// SPDX-License-Identifier: MPL-2.0

//! Multiboot image recognition.
//!
//! The firmware recognizes multiboot images only to decline them: the
//! multiboot handoff is not implemented, and such images go down the
//! legacy zImage path instead.

/// Magic a multiboot header starts with.
const MULTIBOOT_MAGIC: u32 = 0x1badb002;

/// Bytes of the image the multiboot header must fall within.
const MULTIBOOT_SEARCH: usize = 8192;

/// Returns whether the staged image carries a multiboot header.
///
/// The magic must sit on a 4-byte boundary within the first 8 KiB of the
/// image.
pub fn probe(header: &[u8]) -> bool {
    let limit = header.len().min(MULTIBOOT_SEARCH);
    let found = header[..limit]
        .chunks_exact(4)
        .any(|word| u32::from_le_bytes([word[0], word[1], word[2], word[3]]) == MULTIBOOT_MAGIC);
    if found {
        log::warn!("multiboot image detected; multiboot handoff is not implemented");
    }
    found
}

#[cfg(test)]
mod tests {
    use super::*;

    #[test]
    fn finds_an_aligned_magic() {
        let mut image = [0u8; 256];
        image[64..68].copy_from_slice(&MULTIBOOT_MAGIC.to_le_bytes());
        assert!(probe(&image));
    }

    #[test]
    fn ignores_an_unaligned_magic() {
        let mut image = [0u8; 256];
        image[66..70].copy_from_slice(&MULTIBOOT_MAGIC.to_le_bytes());
        assert!(!probe(&image));
    }

    #[test]
    fn ignores_a_magic_past_the_search_window() {
        let mut image = [0u8; MULTIBOOT_SEARCH + 64];
        image[MULTIBOOT_SEARCH..][..4].copy_from_slice(&MULTIBOOT_MAGIC.to_le_bytes());
        assert!(!probe(&image));
    }

    #[test]
    fn plain_images_have_no_header() {
        assert!(!probe(&[0u8; 256]));
        assert!(!probe(&[]));
    }
}
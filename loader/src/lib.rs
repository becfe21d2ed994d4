// SPDX-License-Identifier: MPL-2.0

//! BIOS-side loader for the Linux/x86 boot protocol.
//!
//! The surrounding firmware stages the kernel image, the optional initrd
//! and the command-line string in memory, then calls [`plan_bzimage`] to
//! pick the protocol-mandated placement and patch the setup header, and
//! finally [`x86::handoff`] to enter the kernel's real-mode entry point.
//! The staging I/O and the firmware's panic path live elsewhere.

#![cfg_attr(not(test), no_std)]

mod bzimage;
mod multiboot;

cfg_if::cfg_if! {
    if #[cfg(target_arch = "x86")] {
        pub mod x86;
    }
}

pub use self::bzimage::{plan_bzimage, BootRequest, PlacementPlan, HEADER_BUF_LEN};
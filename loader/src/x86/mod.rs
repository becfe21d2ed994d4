// SPDX-License-Identifier: MPL-2.0

//! The irreversible protected-mode-to-real-mode handoff.
//!
//! All protocol decisions are made before this point; this module only
//! reproduces the processor state the real-mode kernel entry expects and
//! transfers control. It is compiled for the 32-bit firmware target only;
//! the planner stays host-buildable.

use core::arch::{asm, global_asm};

use crate::{BootRequest, PlacementPlan};

global_asm!(include_str!("handoff.S"), options(att_syntax));

/// Enters the kernel's real-mode entry point. Never returns.
///
/// Copies the patched header over the planned setup region, then drops to
/// real mode with:
/// - BX: real-mode segment of the setup data block (`setup_addr >> 4`),
/// - DX: initial SP, `cmdline_addr - setup_addr - 16`.
///
/// # Safety
///
/// `plan` must come from [`crate::plan_bzimage`] over the same `request`,
/// and the kernel, command line and initrd must already sit at the planned
/// addresses. There is no failure path and no way back once this runs.
pub unsafe fn handoff(request: &BootRequest, plan: &PlacementPlan) -> ! {
    // SAFETY: the setup region is free conventional memory per the
    // caller's staging contract.
    unsafe {
        core::ptr::copy_nonoverlapping(
            request.header.as_ptr(),
            plan.setup_addr as usize as *mut u8,
            request.header.len(),
        );
    }

    // SAFETY: one-way trip; the stub consumes the register state set up
    // here and never comes back.
    unsafe {
        asm!(
            "mov %eax, %ebx",
            "mov %ecx, %edx",
            // Selector 0x18 is the firmware's 16-bit code segment; the
            // stub is linked into the BIOS F segment.
            "ljmp $0x18, $rm16_linux_entry - 0xf0000",
            in("eax") plan.setup_addr >> 4,
            in("ecx") plan.cmdline_addr - plan.setup_addr - 16,
            options(att_syntax, noreturn),
        )
    }
}
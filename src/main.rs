// Oceanic Niño Index pipeline on a synthetic SST field: climatology windows,
// Niño 3.4 series, ONI, phase/event detection, event summary, transition
// composites and the Pacific basin reindex.
//
// Build: `cargo run --release`

use std::fs::create_dir_all;
use std::path::Path;

use anyhow::Result;
use rand::{rngs::StdRng, SeedableRng};
use tracing::info;
use tracing_subscriber::{layer::SubscriberExt, util::SubscriberInitExt};

use enso_oni::*;

fn main() -> Result<()> {
    tracing_subscriber::registry()
        .with(
            tracing_subscriber::EnvFilter::try_from_default_env()
                .unwrap_or_else(|_| "enso_oni=info".into()),
        )
        .with(tracing_subscriber::fmt::layer())
        .init();

    let start_year = 1940;
    let end_year = 2024;
    let output_dir = Path::new("output");
    create_dir_all(output_dir)?;

    let mut rng = StdRng::seed_from_u64(42);
    let field = synthetic_sst_field(&mut rng, start_year, end_year);
    info!(
        months = field.times.len(),
        lats = field.lats.len(),
        lons = field.lons.len(),
        "synthetic SST field generated"
    );

    // index pipeline
    let climatology = climatology_periods(start_year, end_year)?;
    let regional = nino34_series(&field);
    let oni = compute_oni(&regional, &climatology);
    let phases = identify_phases(&oni);
    let ids = number_events(&phases);
    let records = build_records(&oni, &phases, &ids);
    let episodes = summarize_events(&records);

    write_index_table(&output_dir.join("oni_data.csv"), &records)?;
    write_event_table(&output_dir.join("oni_events.csv"), &episodes)?;

    println!("ONI months: {} | episodes: {}", records.len(), episodes.len());
    for ep in &episodes {
        println!(
            "  {} .. {} | {:8} | {}",
            ep.start, ep.end, ep.phase.label(), ep.intensity.label()
        );
    }

    // transition pipeline
    let anomalies = anomaly_field(&field, &climatology);
    let transitions = identify_transitions(&records);
    let composites = build_composites(&anomalies, &transitions);
    let basin = reindex_all(&composites);

    println!("\nTransition composites:");
    for (key, composite) in &composites {
        let b = &basin[key];
        println!(
            "  {:18} | onset years {:?} | composite {}x{} | basin columns {}",
            key,
            composite.years,
            composite.data.nrows(),
            composite.data.ncols(),
            b.number.len(),
        );
    }

    println!("\nAnalysis complete! Tables written to {}", output_dir.display());
    Ok(())
}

···

What you are asked to do —
The records above are to be transcribed exactly and completely.

Your response —
// SPDX-License-Identifier: MPL-2.0

//! Multiboot image recognition.
//!
//! The firmware recognizes multiboot images only to decline them: the
//! multiboot handoff is not implemented, and such images go down the
//! legacy zImage path instead.

/// Magic a multiboot header starts with.
const MULTIBOOT_MAGIC: u32 = 0x1badb002;

/// Bytes of the image the multiboot header must fall within.
const MULTIBOOT_SEARCH: usize = 8192;

/// Returns whether the staged image carries a multiboot header.
///
/// The magic must sit on a 4-byte boundary within the first 8 KiB of the
/// image.
pub fn probe(header: &[u8]) -> bool {
    let limit = header.len().min(MULTIBOOT_SEARCH);
    let found = header[..limit]
        .chunks_exact(4)
        .any(|word| u32::from_le_bytes([word[0], word[1], word[2], word[3]]) == MULTIBOOT_MAGIC);
    if found {
        log::warn!("multiboot image detected; multiboot handoff is not implemented");
    }
    found
}

#[cfg(test)]
mod tests {
    use super::*;

    #[test]
    fn finds_an_aligned_magic() {
        let mut image = [0u8; 256];
        image[64..68].copy_from_slice(&MULTIBOOT_MAGIC.to_le_bytes());
        assert!(probe(&image));
    }

    #[test]
    fn ignores_an_unaligned_magic() {
        let mut image = [0u8; 256];
        image[66..70].copy_from_slice(&MULTIBOOT_MAGIC.to_le_bytes());
        assert!(!probe(&image));
    }

    #[test]
    fn ignores_a_magic_past_the_search_window() {
        let mut image = [0u8; MULTIBOOT_SEARCH + 64];
        image[MULTIBOOT_SEARCH..][..4].copy_from_slice(&MULTIBOOT_MAGIC.to_le_bytes());
        assert!(!probe(&image));
    }

    #[test]
    fn plain_images_have_no_header() {
        assert!(!probe(&[0u8; 256]));
        assert!(!probe(&[]));
    }
}
filename loader/src/lib.rs
repository becfe21d2ed994d4
// SPDX-License-Identifier: MPL-2.0

//! BIOS-side loader for the Linux/x86 boot protocol.
//!
//! The surrounding firmware stages the kernel image, the optional initrd
//! and the command-line string in memory, then calls [`plan_bzimage`] to
//! pick the protocol-mandated placement and patch the setup header, and
//! finally [`x86::handoff`] to enter the kernel's real-mode entry point.
//! The staging I/O and the firmware's panic path live elsewhere.

#![cfg_attr(not(test), no_std)]

mod bzimage;
mod multiboot;

cfg_if::cfg_if! {
    if #[cfg(target_arch = "x86")] {
        pub mod x86;
    }
}

pub use self::bzimage::{plan_bzimage, BootRequest, PlacementPlan, HEADER_BUF_LEN};
filename loader/src/x86/mod.rs
repository becfe21d2ed994d4
// SPDX-License-Identifier: MPL-2.0

//! The irreversible protected-mode-to-real-mode handoff.
//!
//! All protocol decisions are made before this point; this module only
//! reproduces the processor state the real-mode kernel entry expects and
//! transfers control. It is compiled for the 32-bit firmware target only;
//! the planner stays host-buildable.

use core::arch::{asm, global_asm};

use crate::{BootRequest, PlacementPlan};

global_asm!(include_str!("handoff.S"), options(att_syntax));

/// Enters the kernel's real-mode entry point. Never returns.
///
/// Copies the patched header over the planned setup region, then drops to
/// real mode with:
/// - BX: real-mode segment of the setup data block (`setup_addr >> 4`),
/// - DX: initial SP, `cmdline_addr - setup_addr - 16`.
///
/// # Safety
///
/// `plan` must come from [`crate::plan_bzimage`] over the same `request`,
/// and the kernel, command line and initrd must already sit at the planned
/// addresses. There is no failure path and no way back once this runs.
pub unsafe fn handoff(request: &BootRequest, plan: &PlacementPlan) -> ! {
    // SAFETY: the setup region is free conventional memory per the
    // caller's staging contract.
    unsafe {
        core::ptr::copy_nonoverlapping(
            request.header.as_ptr(),
            plan.setup_addr as usize as *mut u8,
            request.header.len(),
        );
    }

    // SAFETY: one-way trip; the stub consumes the register state set up
    // here and never comes back.
    unsafe {
        asm!(
            "mov %eax, %ebx",
            "mov %ecx, %edx",
            // Selector 0x18 is the firmware's 16-bit code segment; the
            // stub is linked into the BIOS F segment.
            "ljmp $0x18, $rm16_linux_entry - 0xf0000",
            in("eax") plan.setup_addr >> 4,
            in("ecx") plan.cmdline_addr - plan.setup_addr - 16,
            options(att_syntax, noreturn),
        )
    }
}
filename src/main.rs
// Oceanic Niño Index pipeline on a synthetic SST field: climatology windows,
// Niño 3.4 series, ONI, phase/event detection, event summary, transition
// composites and the Pacific basin reindex.
//
// Build: `cargo run --release`

use std::fs::create_dir_all;
use std::path::Path;

use anyhow::Result;
use rand::{rngs::StdRng, SeedableRng};
use tracing::info;
use tracing_subscriber::{layer::SubscriberExt, util::SubscriberInitExt};

use enso_oni::*;

fn main() -> Result<()> {
    tracing_subscriber::registry()
        .with(
            tracing_subscriber::EnvFilter::try_from_default_env()
                .unwrap_or_else(|_| "enso_oni=info".into()),
        )
        .with(tracing_subscriber::fmt::layer())
        .init();

    let start_year = 1940;
    let end_year = 2024;
    let output_dir = Path::new("output");
    create_dir_all(output_dir)?;

    let mut rng = StdRng::seed_from_u64(42);
    let field = synthetic_sst_field(&mut rng, start_year, end_year);
    info!(
        months = field.times.len(),
        lats = field.lats.len(),
        lons = field.lons.len(),
        "synthetic SST field generated"
    );

    // index pipeline
    let climatology = climatology_periods(start_year, end_year)?;
    let regional = nino34_series(&field);
    let oni = compute_oni(&regional, &climatology);
    let phases = identify_phases(&oni);
    let ids = number_events(&phases);
    let records = build_records(&oni, &phases, &ids);
    let episodes = summarize_events(&records);

    write_index_table(&output_dir.join("oni_data.csv"), &records)?;
    write_event_table(&output_dir.join("oni_events.csv"), &episodes)?;

    println!("ONI months: {} | episodes: {}", records.len(), episodes.len());
    for ep in &episodes {
        println!(
            "  {} .. {} | {:8} | {}",
            ep.start, ep.end, ep.phase.label(), ep.intensity.label()
        );
    }

    // transition pipeline
    let anomalies = anomaly_field(&field, &climatology);
    let transitions = identify_transitions(&records);
    let composites = build_composites(&anomalies, &transitions);
    let basin = reindex_all(&composites);

    println!("\nTransition composites:");
    for (key, composite) in &composites {
        let b = &basin[key];
        println!(
            "  {:18} | onset years {:?} | composite {}x{} | basin columns {}",
            key,
            composite.years,
            composite.data.nrows(),
            composite.data.ncols(),
            b.number.len(),
        );
    }

    println!("\nAnalysis complete! Tables written to {}", output_dir.display());
    Ok(())
}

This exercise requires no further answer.